Your instructions: In the entries below, count every line containing "checks". Reply with the number alone.

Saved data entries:
»»

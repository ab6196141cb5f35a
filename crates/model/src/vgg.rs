//! Frozen VGG19 feature extractor for perceptual losses.
//!
//! Weights come from a safetensors file using the usual `features.<i>.weight`
//! names. Features are taken after relu1_1, relu2_1, relu3_1, relu4_1 and
//! relu5_1.

use std::path::Path;

use candle_core::{DType, Device, Result, Tensor};
use candle_nn::{conv2d, Conv2d, Conv2dConfig, Module, VarBuilder};
use layers::checks;

/// Per-layer weights of the content loss, shallow to deep.
pub const LAYER_WEIGHTS: [f64; 5] = [1.0 / 32.0, 1.0 / 16.0, 1.0 / 8.0, 1.0 / 4.0, 1.0];

const MEAN: [f32; 3] = [0.485, 0.456, 0.406];
const STD: [f32; 3] = [0.229, 0.224, 0.225];

/// `Some(width)` is a 3x3 conv + ReLU, `None` a 2x2 max pool.
const LAYOUT: [Option<usize>; 20] = [
    Some(64),
    Some(64),
    None,
    Some(128),
    Some(128),
    None,
    Some(256),
    Some(256),
    Some(256),
    Some(256),
    None,
    Some(512),
    Some(512),
    Some(512),
    Some(512),
    None,
    Some(512),
    Some(512),
    Some(512),
    Some(512),
];

/// Layout positions whose ReLU output is tapped (relu1_1 .. relu5_1).
const TAPS: [usize; 5] = [0, 3, 6, 11, 16];

#[derive(Debug, Clone)]
enum Op {
    Conv(Conv2d),
    Pool,
}

#[derive(Debug, Clone)]
pub struct Vgg19 {
    ops: Vec<Op>,
    mean: Tensor,
    std: Tensor,
}

impl Vgg19 {
    pub fn new(vb: VarBuilder) -> Result<Self> {
        let features = vb.pp("features");
        let mut ops = Vec::new();
        let mut c_in = 3;
        // Positions in the sequential module: conv and ReLU are separate
        // entries, so each conv advances the index by two.
        let mut index = 0;
        for layer in LAYOUT.iter().take(TAPS[4] + 1) {
            match layer {
                Some(width) => {
                    let config = Conv2dConfig {
                        padding: 1,
                        ..Default::default()
                    };
                    ops.push(Op::Conv(conv2d(c_in, *width, 3, config, features.pp(index))?));
                    c_in = *width;
                    index += 2;
                }
                None => {
                    ops.push(Op::Pool);
                    index += 1;
                }
            }
        }
        let device = vb.device();
        let mean = Tensor::new(&MEAN, device)?.reshape((1, 3, 1, 1))?.to_dtype(vb.dtype())?;
        let std = Tensor::new(&STD, device)?.reshape((1, 3, 1, 1))?.to_dtype(vb.dtype())?;
        Ok(Self { ops, mean, std })
    }

    /// Loads the extractor from a safetensors file.
    pub fn load(path: &Path, dtype: DType, device: &Device) -> Result<Self> {
        let tensors = candle_core::safetensors::load(path, device)?;
        Self::new(VarBuilder::from_tensors(tensors, dtype, device))
    }

    /// Five feature maps of an image in `[-1, 1]`.
    pub fn features(&self, img: &Tensor) -> Result<Vec<Tensor>> {
        checks::expect_channels("vgg19", img, 3)?;
        let xs = img.affine(0.5, 0.5)?;
        let mut xs = xs.broadcast_sub(&self.mean)?.broadcast_div(&self.std)?;
        let mut out = Vec::with_capacity(TAPS.len());
        for (i, op) in self.ops.iter().enumerate() {
            xs = match op {
                Op::Conv(conv) => conv.forward(&xs)?.relu()?,
                Op::Pool => xs.max_pool2d(2)?,
            };
            if TAPS.contains(&i) {
                out.push(xs.clone());
            }
        }
        Ok(out)
    }

    /// Weighted L1 between features of `pred` and (detached) `target`.
    pub fn content_loss(&self, pred: &Tensor, target: &Tensor) -> Result<Tensor> {
        let pred = self.features(pred)?;
        let target = self.features(&target.detach())?;
        weighted_sum(&pred, &target, |a, b| (a - b.detach())?.abs()?.mean_all())
    }

    /// Weighted L1 between Gram matrices of the features.
    pub fn style_loss(&self, pred: &Tensor, target: &Tensor) -> Result<Tensor> {
        let pred = self.features(pred)?;
        let target = self.features(&target.detach())?;
        weighted_sum(&pred, &target, |a, b| {
            (gram_matrix(a)? - gram_matrix(&b.detach())?)?.abs()?.mean_all()
        })
    }
}

fn weighted_sum<F>(pred: &[Tensor], target: &[Tensor], term: F) -> Result<Tensor>
where
    F: Fn(&Tensor, &Tensor) -> Result<Tensor>,
{
    let mut total: Option<Tensor> = None;
    for ((a, b), weight) in pred.iter().zip(target).zip(LAYER_WEIGHTS) {
        let value = term(a, b)?.affine(weight, 0.0)?;
        total = Some(match total {
            Some(sum) => (sum + value)?,
            None => value,
        });
    }
    match total {
        Some(total) => Ok(total),
        None => Err(candle_core::Error::Msg("vgg19 produced no features".into())),
    }
}

/// `(b, c, h, w)` to `(b, c, c)` channel correlations normalized by `c*h*w`.
pub fn gram_matrix(xs: &Tensor) -> Result<Tensor> {
    let (b, c, h, w) = checks::expect_nchw("gram_matrix", xs)?;
    let flat = xs.reshape((b, c, h * w))?;
    let gram = flat.matmul(&flat.t()?.contiguous()?)?;
    gram.affine(1.0 / (c * h * w) as f64, 0.0)
}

««

Exercise response: 3